(Items from a dataset)
BEGIN

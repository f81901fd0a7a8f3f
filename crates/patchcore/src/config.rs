use serde::{Deserialize, Serialize};

/// Configuration for a patch
#[derive(Debug, Clone, Serialize, Deserialize)]
#[serde(default)]
pub struct PatchConfig {
    /// Maximum nesting of propagation hops before a chain is failed
    pub max_propagation_depth: usize,
    /// Capacity of the port event broadcast channel
    pub event_buffer_size: usize,
}

impl Default for PatchConfig {
    fn default() -> Self {
        Self {
            max_propagation_depth: 256,
            event_buffer_size: 1000,
        }
    }
}

impl PatchConfig {
    pub fn with_max_propagation_depth(mut self, depth: usize) -> Self {
        self.max_propagation_depth = depth;
        self
    }
}

#[cfg(test)]
mod tests {
    use super::*;

    #[test]
    fn test_partial_config_uses_defaults() {
        let config: PatchConfig = serde_json::from_str(r#"{"max_propagation_depth": 8}"#).unwrap();
        assert_eq!(config.max_propagation_depth, 8);
        assert_eq!(config.event_buffer_size, 1000);
    }
}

END

> DESCRIPTION OF THE TASK
Begin with the first line of the records and reproduce each line as is, ending with the line that holds "chain is failed".

> OUTPUT FOR THIS TASK
repository f81901fd0a7a8f3f
filename crates/patchcore/src/config.rs
use serde::{Deserialize, Serialize};

/// Configuration for a patch
#[derive(Debug, Clone, Serialize, Deserialize)]
#[serde(default)]
pub struct PatchConfig {
    /// Maximum nesting of propagation hops before a chain is failed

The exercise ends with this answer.